Droit constitutionnel

Point sur les Principes fondamentaux reconnus par les lois de la République

Mots-clefs : Principe fondamental reconnu par les lois de la République, PFRLR, Conseil constitutionnel, Domaine essentiel pour la vie de la Nation, Régime républicain antérieur à la Constitution de 1946, Tradition, Continuité du principe

Le principe selon lequel l’imposition foncière doit être établie sur des bases nettes n’est pas un principe fondamental reconnu par les lois de la République (PFRLR). L’arrêt ainsi rendu par le Conseil d’État le 30 mai 2012 concernant une demande de renvoi d’une question prioritaire de constitutionnalité au Conseil constitutionnel en droit fiscal offre l’occasion à Dalloz Actu Étudiant de faire un point sur les PFRLR.
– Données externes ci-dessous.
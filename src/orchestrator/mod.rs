// src/orchestrator/mod.rs
//! Tick orchestration
//!
//! One sequential loop drives the whole engine:
//!
//! ```text
//! gate → users → drain → rooms → drain → commit → global → commit → tick++
//! ```
//!
//! The orchestrator owns the producer ends of both work queues and the
//! shared tick clock; worker pools own the consumer ends. Stage
//! transitions are announced through the lifecycle observer list.

pub mod lifecycle;
pub mod main_loop;

pub use lifecycle::{Lifecycle, TickListener, TickStage};
pub use main_loop::TickLoop;

use std::sync::atomic::{AtomicU64, Ordering};

/// Shared monotonic tick counter
///
/// Written only by the orchestrator at the end of a successful tick; read
/// by everything else. Readers may observe tick N while the orchestrator
/// is mid-transition to N+1, which is fine: all per-tick work for N has
/// drained before the counter moves.
pub struct TickClock {
    tick: AtomicU64,
}

impl TickClock {
    pub fn new(start: u64) -> Self {
        Self {
            tick: AtomicU64::new(start),
        }
    }

    /// The current game tick
    pub fn current(&self) -> u64 {
        self.tick.load(Ordering::SeqCst)
    }

    /// Advance to the next tick; returns the new value
    pub fn advance(&self) -> u64 {
        self.tick.fetch_add(1, Ordering::SeqCst) + 1
    }
}

#[cfg(test)]
mod tests {
    use super::*;

    #[test]
    fn test_clock_advances_monotonically() {
        let clock = TickClock::new(41);
        assert_eq!(clock.current(), 41);
        assert_eq!(clock.advance(), 42);
        assert_eq!(clock.current(), 42);
    }
}
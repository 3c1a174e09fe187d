// src/main.rs
//! Shardsim Simulation Engine
//!
//! Headless demo deployment: the full tick pipeline (orchestrator, queues,
//! worker pools, sandboxes, validation, mutation writers) wired against the
//! in-memory backplane with a small seeded world. Runs until ctrl-c.

use anyhow::Result;
use shardsim_engine::observability::{init_metrics, init_tracing};
use shardsim_engine::orchestrator::{TickClock, TickLoop};
use shardsim_engine::ports::memory::{InMemoryWorld, UserRecord};
use shardsim_engine::queue::{QueueMode, QueueStore, WorkQueue};
use shardsim_engine::runtime::{LocalEngine, SandboxPool, ScriptEngine};
use shardsim_engine::telemetry::{ExporterBridge, TelemetryMonitor, Watchdog};
use shardsim_engine::utils::config::EngineConfig;
use shardsim_engine::validation::{ValidationPipeline, ValidationStats};
use shardsim_engine::workers::{RoomProcessor, UserRunner, WorkerPool};
use shardsim_engine::world::{ObjectKind, RoomObject, RoomPosition, RoomSnapshot};
use std::collections::HashMap;
use std::sync::Arc;
use std::time::Duration;
use tokio_util::sync::CancellationToken;
use tracing::info;

fn demo_object(id: &str, kind: ObjectKind, pos: RoomPosition, owner: Option<&str>) -> RoomObject {
    RoomObject {
        id: id.to_string(),
        kind,
        pos,
        owner: owner.map(str::to_string),
        hits: Some(100),
        hits_max: Some(100),
        store: HashMap::new(),
        store_capacity: Some(50),
        spawning: false,
        safe_mode_until: None,
        reservation: None,
        level: None,
    }
}

/// Seed a minimal world: one room, one user, one scripted creep
fn seed_world(world: &InMemoryWorld) {
    let mut room = RoomSnapshot::new("W1N1", 0);
    room.objects.insert(
        "spawn-1".to_string(),
        demo_object("spawn-1", ObjectKind::Spawn, RoomPosition::new(25, 25), Some("alice")),
    );
    room.objects.insert(
        "creep-1".to_string(),
        demo_object("creep-1", ObjectKind::Creep, RoomPosition::new(10, 10), Some("alice")),
    );
    let mut source = demo_object("source-1", ObjectKind::Source, RoomPosition::new(5, 5), None);
    source.store.insert("energy".to_string(), 3000);
    source.store_capacity = Some(3000);
    room.objects.insert("source-1".to_string(), source);
    world.add_room(room);

    // Instruction-stream script: log a line and nudge the creep each tick
    let script = r#"[
        {"op": "log", "message": "running"},
        {"op": "intent", "name": "move",
         "payload": {"room": "W1N1", "actor": "creep-1", "x": 11, "y": 10}}
    ]"#;
    world.add_user(
        "alice",
        UserRecord {
            script: script.to_string(),
            code_hash: "demo-v1".to_string(),
            cpu_limit_ms: 100,
            ..Default::default()
        },
    );
}

#[tokio::main]
async fn main() -> Result<()> {
    init_tracing()?;

    let config = EngineConfig::load()?;
    init_metrics(&config.metrics)?;

    info!("Starting Shardsim Simulation Engine v{}", env!("CARGO_PKG_VERSION"));

    let world = Arc::new(InMemoryWorld::new());
    seed_world(&world);

    let cancel = CancellationToken::new();
    let store = Arc::new(QueueStore::new());
    let open = |name: &str, mode| {
        WorkQueue::open(
            Arc::clone(&store),
            name,
            mode,
            config.queues.clone(),
            cancel.clone(),
        )
    };

    let users_producer = open("users", QueueMode::Producer);
    let rooms_producer = open("rooms", QueueMode::Producer);
    let users_consumer = Arc::new(open("users", QueueMode::Consumer));
    let rooms_consumer = Arc::new(open("rooms", QueueMode::Consumer));

    // Recover anything stranded in processing from a previous run
    users_consumer.reset();
    rooms_consumer.reset();

    let clock = Arc::new(TickClock::new(0));
    let monitor = Arc::new(TelemetryMonitor::new(
        Watchdog::new(config.watchdog.failure_threshold),
        1024,
    ));
    monitor.register(Arc::new(ExporterBridge::new(Arc::clone(&world) as _)));
    let sandbox_pool = Arc::new(SandboxPool::new(
        Arc::new(|| Box::new(LocalEngine::new()) as Box<dyn ScriptEngine>),
        config.runtime.clone(),
    ));

    let runner = Arc::new(UserRunner::new(
        Arc::clone(&world) as _,
        Arc::clone(&sandbox_pool),
        Arc::clone(&world) as _,
        Arc::clone(&world) as _,
        Arc::clone(&world) as _,
        Arc::clone(&monitor),
        Arc::clone(&clock),
    ));
    let idle_wait = Duration::from_millis(config.workers.idle_wait_ms);
    let runner_pool = WorkerPool::spawn(
        users_consumer,
        runner,
        config.workers.runner_concurrency,
        idle_wait,
        Arc::clone(&monitor),
        Arc::clone(&clock),
        cancel.clone(),
    );

    let pipeline = Arc::new(ValidationPipeline::new(Arc::new(ValidationStats::new())));
    let processor = Arc::new(RoomProcessor::new(
        Arc::clone(&world) as _,
        pipeline,
        Arc::clone(&world) as _,
        Arc::clone(&world) as _,
        Arc::clone(&world) as _,
        Arc::clone(&clock),
        config.tick_loop.history_chunk_size,
    ));
    let processor_pool = WorkerPool::spawn(
        rooms_consumer,
        processor,
        config.workers.processor_concurrency,
        idle_wait,
        Arc::clone(&monitor),
        Arc::clone(&clock),
        cancel.clone(),
    );

    let tick_loop = Arc::new(TickLoop::new(
        config.tick_loop.clone(),
        Arc::clone(&clock),
        Arc::clone(&world) as _,
        Arc::clone(&world) as _,
        users_producer,
        rooms_producer,
    ));
    let loop_handle = tokio::spawn({
        let tick_loop = Arc::clone(&tick_loop);
        let cancel = cancel.clone();
        async move { tick_loop.run(cancel).await }
    });

    tokio::signal::ctrl_c().await?;
    info!("Received shutdown signal, cleaning up...");
    cancel.cancel();

    loop_handle.await?;
    runner_pool.join().await;
    processor_pool.join().await;

    info!(tick = clock.current(), "Engine stopped");
    Ok(())
}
En l’espèce, le requérant demandait au Conseil d’État de renvoyer au Conseil constitutionnel la question de la conformité aux droits et libertés garantis par la Constitution du I de l’article 23 de la loi n° 64-1278 du 23 décembre 1964 de finances rectificative pour 1964. Le requérant soutenait que cette disposition méconnaîtrait un PFRLR selon lequel l’imposition foncière doit être établie sur des bases nettes, principe constitutionnel non encore expressément reconnu par le Conseil constitutionnel. Selon les juges du Palais Royal, ce « principe invoqué, qui n’intéresse pas un domaine essentiel pour la vie de la Nation ne figure dans aucune loi intervenue sous un régime républicain antérieur à la Constitution de 1946 ». Ainsi, ce principe n’a pas le caractère d’un PFRLR. Le Conseil d’État refuse de transmettre la question du requérant au Conseil constitutionnel.

▪ Origine des PFRLR

Lors de la seconde Constituante, en 1946, un amendement fut inséré à l’alinéa 1er du préambule de la Constitution, par lequel le peuple français réaffirmait solennellement les PFRLR. Cette notion est restée incertaine avant sa consécration 25 ans plus tard par le Conseil constitutionnel. En effet, il était difficile de déterminer à la simple lecture du Préambule à quels principes, à quelles lois, à quelle République, il devait être fait référence.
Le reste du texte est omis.